▶ **DIRECTIONS**:
Copy out all of the data that follows, exactly as it appears.

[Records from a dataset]
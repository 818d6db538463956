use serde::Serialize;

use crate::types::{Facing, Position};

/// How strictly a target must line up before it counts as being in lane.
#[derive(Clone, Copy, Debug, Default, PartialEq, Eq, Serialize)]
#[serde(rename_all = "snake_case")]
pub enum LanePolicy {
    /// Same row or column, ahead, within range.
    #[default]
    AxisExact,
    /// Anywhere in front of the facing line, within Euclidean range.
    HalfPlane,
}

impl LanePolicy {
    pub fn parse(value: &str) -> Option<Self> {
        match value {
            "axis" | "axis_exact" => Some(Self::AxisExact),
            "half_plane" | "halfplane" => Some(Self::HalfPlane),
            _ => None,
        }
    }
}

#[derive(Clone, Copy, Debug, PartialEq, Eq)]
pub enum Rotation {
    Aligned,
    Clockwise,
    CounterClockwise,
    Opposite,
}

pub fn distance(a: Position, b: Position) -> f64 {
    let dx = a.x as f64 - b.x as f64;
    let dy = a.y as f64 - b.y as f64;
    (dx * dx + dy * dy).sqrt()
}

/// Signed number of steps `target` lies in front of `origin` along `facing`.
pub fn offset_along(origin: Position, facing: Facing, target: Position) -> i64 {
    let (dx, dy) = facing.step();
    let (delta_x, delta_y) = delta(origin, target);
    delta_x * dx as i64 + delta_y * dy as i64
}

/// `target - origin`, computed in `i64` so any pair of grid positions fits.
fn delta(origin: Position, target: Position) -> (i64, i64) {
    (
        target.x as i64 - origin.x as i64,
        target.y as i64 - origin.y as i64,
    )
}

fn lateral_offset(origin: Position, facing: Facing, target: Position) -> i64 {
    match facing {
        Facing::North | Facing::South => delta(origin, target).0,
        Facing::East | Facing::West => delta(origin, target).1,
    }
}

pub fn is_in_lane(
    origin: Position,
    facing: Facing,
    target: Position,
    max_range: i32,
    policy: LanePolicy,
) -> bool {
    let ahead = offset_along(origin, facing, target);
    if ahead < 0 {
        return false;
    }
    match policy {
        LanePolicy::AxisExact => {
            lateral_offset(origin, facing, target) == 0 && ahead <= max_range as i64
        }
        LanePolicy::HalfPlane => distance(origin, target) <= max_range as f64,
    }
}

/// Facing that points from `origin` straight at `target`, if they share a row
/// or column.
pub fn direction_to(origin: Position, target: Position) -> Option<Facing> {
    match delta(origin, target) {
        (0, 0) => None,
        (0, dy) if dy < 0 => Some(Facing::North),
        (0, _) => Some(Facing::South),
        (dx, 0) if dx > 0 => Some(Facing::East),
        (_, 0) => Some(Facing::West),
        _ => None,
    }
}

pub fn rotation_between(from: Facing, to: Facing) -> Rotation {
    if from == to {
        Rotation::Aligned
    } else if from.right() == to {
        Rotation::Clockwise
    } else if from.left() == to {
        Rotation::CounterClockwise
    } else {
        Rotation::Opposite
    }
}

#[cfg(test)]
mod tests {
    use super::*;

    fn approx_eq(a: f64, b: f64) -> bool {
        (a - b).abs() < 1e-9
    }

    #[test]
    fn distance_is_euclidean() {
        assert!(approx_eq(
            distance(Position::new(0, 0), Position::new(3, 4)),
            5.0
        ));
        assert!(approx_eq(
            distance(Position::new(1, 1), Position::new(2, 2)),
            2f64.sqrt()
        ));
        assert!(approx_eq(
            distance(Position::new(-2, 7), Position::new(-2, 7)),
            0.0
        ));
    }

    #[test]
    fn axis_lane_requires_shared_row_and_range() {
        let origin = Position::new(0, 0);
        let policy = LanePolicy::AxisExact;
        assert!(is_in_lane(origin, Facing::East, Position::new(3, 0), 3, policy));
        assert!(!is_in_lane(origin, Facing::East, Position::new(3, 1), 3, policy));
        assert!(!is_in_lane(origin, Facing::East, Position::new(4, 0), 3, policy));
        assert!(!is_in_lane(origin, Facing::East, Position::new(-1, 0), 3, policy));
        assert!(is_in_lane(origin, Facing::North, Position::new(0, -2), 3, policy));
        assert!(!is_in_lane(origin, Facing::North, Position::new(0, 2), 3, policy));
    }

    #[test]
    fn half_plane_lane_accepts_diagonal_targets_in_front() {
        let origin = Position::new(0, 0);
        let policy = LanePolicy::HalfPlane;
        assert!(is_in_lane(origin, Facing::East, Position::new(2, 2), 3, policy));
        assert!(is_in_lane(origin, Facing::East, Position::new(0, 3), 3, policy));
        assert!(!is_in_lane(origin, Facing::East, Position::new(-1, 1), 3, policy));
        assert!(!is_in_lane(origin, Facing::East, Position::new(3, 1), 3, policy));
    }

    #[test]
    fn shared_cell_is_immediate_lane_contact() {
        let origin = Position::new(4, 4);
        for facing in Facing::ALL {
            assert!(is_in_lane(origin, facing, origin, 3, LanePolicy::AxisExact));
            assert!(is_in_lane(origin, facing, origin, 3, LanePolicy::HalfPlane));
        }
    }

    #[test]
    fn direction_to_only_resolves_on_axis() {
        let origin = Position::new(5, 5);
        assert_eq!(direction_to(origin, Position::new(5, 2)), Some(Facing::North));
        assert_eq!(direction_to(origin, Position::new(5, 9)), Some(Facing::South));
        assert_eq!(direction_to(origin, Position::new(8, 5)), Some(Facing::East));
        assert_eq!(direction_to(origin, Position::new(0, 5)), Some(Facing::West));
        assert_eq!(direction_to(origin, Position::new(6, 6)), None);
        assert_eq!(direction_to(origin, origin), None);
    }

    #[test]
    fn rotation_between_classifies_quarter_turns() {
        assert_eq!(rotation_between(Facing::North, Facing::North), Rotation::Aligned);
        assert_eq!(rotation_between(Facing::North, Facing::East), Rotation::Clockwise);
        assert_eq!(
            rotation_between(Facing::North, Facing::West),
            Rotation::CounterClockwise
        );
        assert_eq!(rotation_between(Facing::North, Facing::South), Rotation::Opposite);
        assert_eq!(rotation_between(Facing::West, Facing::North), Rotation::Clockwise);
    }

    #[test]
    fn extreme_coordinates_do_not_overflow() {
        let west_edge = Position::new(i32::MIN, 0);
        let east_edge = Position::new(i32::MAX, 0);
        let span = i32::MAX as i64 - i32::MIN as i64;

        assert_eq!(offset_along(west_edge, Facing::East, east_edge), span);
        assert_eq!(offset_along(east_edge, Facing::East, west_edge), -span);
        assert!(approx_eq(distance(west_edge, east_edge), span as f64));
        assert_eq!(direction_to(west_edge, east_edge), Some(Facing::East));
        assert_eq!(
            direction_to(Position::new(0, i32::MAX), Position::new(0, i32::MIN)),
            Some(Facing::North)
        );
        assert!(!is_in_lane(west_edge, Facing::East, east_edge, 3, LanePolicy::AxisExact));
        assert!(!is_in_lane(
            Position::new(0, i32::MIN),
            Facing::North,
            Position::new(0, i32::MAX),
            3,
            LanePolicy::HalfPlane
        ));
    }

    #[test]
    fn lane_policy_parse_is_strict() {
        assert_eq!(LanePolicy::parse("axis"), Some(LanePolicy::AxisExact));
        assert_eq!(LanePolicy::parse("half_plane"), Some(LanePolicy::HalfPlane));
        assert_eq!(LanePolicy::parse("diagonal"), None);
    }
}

▶ **EXERCISE RESPONSE**:
repository 818d6db538463956
use serde::Serialize;

use crate::types::{Facing, Position};

/// How strictly a target must line up before it counts as being in lane.
#[derive(Clone, Copy, Debug, Default, PartialEq, Eq, Serialize)]
#[serde(rename_all = "snake_case")]
pub enum LanePolicy {
    /// Same row or column, ahead, within range.
    #[default]
    AxisExact,
    /// Anywhere in front of the facing line, within Euclidean range.
    HalfPlane,
}

impl LanePolicy {
    pub fn parse(value: &str) -> Option<Self> {
        match value {
            "axis" | "axis_exact" => Some(Self::AxisExact),
            "half_plane" | "halfplane" => Some(Self::HalfPlane),
            _ => None,
        }
    }
}

#[derive(Clone, Copy, Debug, PartialEq, Eq)]
pub enum Rotation {
    Aligned,
    Clockwise,
    CounterClockwise,
    Opposite,
}

pub fn distance(a: Position, b: Position) -> f64 {
    let dx = a.x as f64 - b.x as f64;
    let dy = a.y as f64 - b.y as f64;
    (dx * dx + dy * dy).sqrt()
}

/// Signed number of steps `target` lies in front of `origin` along `facing`.
pub fn offset_along(origin: Position, facing: Facing, target: Position) -> i64 {
    let (dx, dy) = facing.step();
    let (delta_x, delta_y) = delta(origin, target);
    delta_x * dx as i64 + delta_y * dy as i64
}

/// `target - origin`, computed in `i64` so any pair of grid positions fits.
fn delta(origin: Position, target: Position) -> (i64, i64) {
    (
        target.x as i64 - origin.x as i64,
        target.y as i64 - origin.y as i64,
    )
}

fn lateral_offset(origin: Position, facing: Facing, target: Position) -> i64 {
    match facing {
        Facing::North | Facing::South => delta(origin, target).0,
        Facing::East | Facing::West => delta(origin, target).1,
    }
}

pub fn is_in_lane(
    origin: Position,
    facing: Facing,
    target: Position,
    max_range: i32,
    policy: LanePolicy,
) -> bool {
    let ahead = offset_along(origin, facing, target);
    if ahead < 0 {
        return false;
    }
    match policy {
        LanePolicy::AxisExact => {
            lateral_offset(origin, facing, target) == 0 && ahead <= max_range as i64
        }
        LanePolicy::HalfPlane => distance(origin, target) <= max_range as f64,
    }
}

/// Facing that points from `origin` straight at `target`, if they share a row
/// or column.
pub fn direction_to(origin: Position, target: Position) -> Option<Facing> {
    match delta(origin, target) {
        (0, 0) => None,
        (0, dy) if dy < 0 => Some(Facing::North),
        (0, _) => Some(Facing::South),
        (dx, 0) if dx > 0 => Some(Facing::East),
        (_, 0) => Some(Facing::West),
        _ => None,
    }
}

pub fn rotation_between(from: Facing, to: Facing) -> Rotation {
    if from == to {
        Rotation::Aligned
    } else if from.right() == to {
        Rotation::Clockwise
    } else if from.left() == to {
        Rotation::CounterClockwise
    } else {
        Rotation::Opposite
    }
}

#[cfg(test)]
mod tests {
    use super::*;

    fn approx_eq(a: f64, b: f64) -> bool {
        (a - b).abs() < 1e-9
    }

    #[test]
    fn distance_is_euclidean() {
        assert!(approx_eq(
            distance(Position::new(0, 0), Position::new(3, 4)),
            5.0
        ));
        assert!(approx_eq(
            distance(Position::new(1, 1), Position::new(2, 2)),
            2f64.sqrt()
        ));
        assert!(approx_eq(
            distance(Position::new(-2, 7), Position::new(-2, 7)),
            0.0
        ));
    }

    #[test]
    fn axis_lane_requires_shared_row_and_range() {
        let origin = Position::new(0, 0);
        let policy = LanePolicy::AxisExact;
        assert!(is_in_lane(origin, Facing::East, Position::new(3, 0), 3, policy));
        assert!(!is_in_lane(origin, Facing::East, Position::new(3, 1), 3, policy));
        assert!(!is_in_lane(origin, Facing::East, Position::new(4, 0), 3, policy));
        assert!(!is_in_lane(origin, Facing::East, Position::new(-1, 0), 3, policy));
        assert!(is_in_lane(origin, Facing::North, Position::new(0, -2), 3, policy));
        assert!(!is_in_lane(origin, Facing::North, Position::new(0, 2), 3, policy));
    }

    #[test]
    fn half_plane_lane_accepts_diagonal_targets_in_front() {
        let origin = Position::new(0, 0);
        let policy = LanePolicy::HalfPlane;
        assert!(is_in_lane(origin, Facing::East, Position::new(2, 2), 3, policy));
        assert!(is_in_lane(origin, Facing::East, Position::new(0, 3), 3, policy));
        assert!(!is_in_lane(origin, Facing::East, Position::new(-1, 1), 3, policy));
        assert!(!is_in_lane(origin, Facing::East, Position::new(3, 1), 3, policy));
    }

    #[test]
    fn shared_cell_is_immediate_lane_contact() {
        let origin = Position::new(4, 4);
        for facing in Facing::ALL {
            assert!(is_in_lane(origin, facing, origin, 3, LanePolicy::AxisExact));
            assert!(is_in_lane(origin, facing, origin, 3, LanePolicy::HalfPlane));
        }
    }

    #[test]
    fn direction_to_only_resolves_on_axis() {
        let origin = Position::new(5, 5);
        assert_eq!(direction_to(origin, Position::new(5, 2)), Some(Facing::North));
        assert_eq!(direction_to(origin, Position::new(5, 9)), Some(Facing::South));
        assert_eq!(direction_to(origin, Position::new(8, 5)), Some(Facing::East));
        assert_eq!(direction_to(origin, Position::new(0, 5)), Some(Facing::West));
        assert_eq!(direction_to(origin, Position::new(6, 6)), None);
        assert_eq!(direction_to(origin, origin), None);
    }

    #[test]
    fn rotation_between_classifies_quarter_turns() {
        assert_eq!(rotation_between(Facing::North, Facing::North), Rotation::Aligned);
        assert_eq!(rotation_between(Facing::North, Facing::East), Rotation::Clockwise);
        assert_eq!(
            rotation_between(Facing::North, Facing::West),
            Rotation::CounterClockwise
        );
        assert_eq!(rotation_between(Facing::North, Facing::South), Rotation::Opposite);
        assert_eq!(rotation_between(Facing::West, Facing::North), Rotation::Clockwise);
    }

    #[test]
    fn extreme_coordinates_do_not_overflow() {
        let west_edge = Position::new(i32::MIN, 0);
        let east_edge = Position::new(i32::MAX, 0);
        let span = i32::MAX as i64 - i32::MIN as i64;

        assert_eq!(offset_along(west_edge, Facing::East, east_edge), span);
        assert_eq!(offset_along(east_edge, Facing::East, west_edge), -span);
        assert!(approx_eq(distance(west_edge, east_edge), span as f64));
        assert_eq!(direction_to(west_edge, east_edge), Some(Facing::East));
        assert_eq!(
            direction_to(Position::new(0, i32::MAX), Position::new(0, i32::MIN)),
            Some(Facing::North)
        );
        assert!(!is_in_lane(west_edge, Facing::East, east_edge, 3, LanePolicy::AxisExact));
        assert!(!is_in_lane(
            Position::new(0, i32::MIN),
            Facing::North,
            Position::new(0, i32::MAX),
            3,
            LanePolicy::HalfPlane
        ));
    }

    #[test]
    fn lane_policy_parse_is_strict() {
        assert_eq!(LanePolicy::parse("axis"), Some(LanePolicy::AxisExact));
        assert_eq!(LanePolicy::parse("half_plane"), Some(LanePolicy::HalfPlane));
        assert_eq!(LanePolicy::parse("diagonal"), None);
    }
}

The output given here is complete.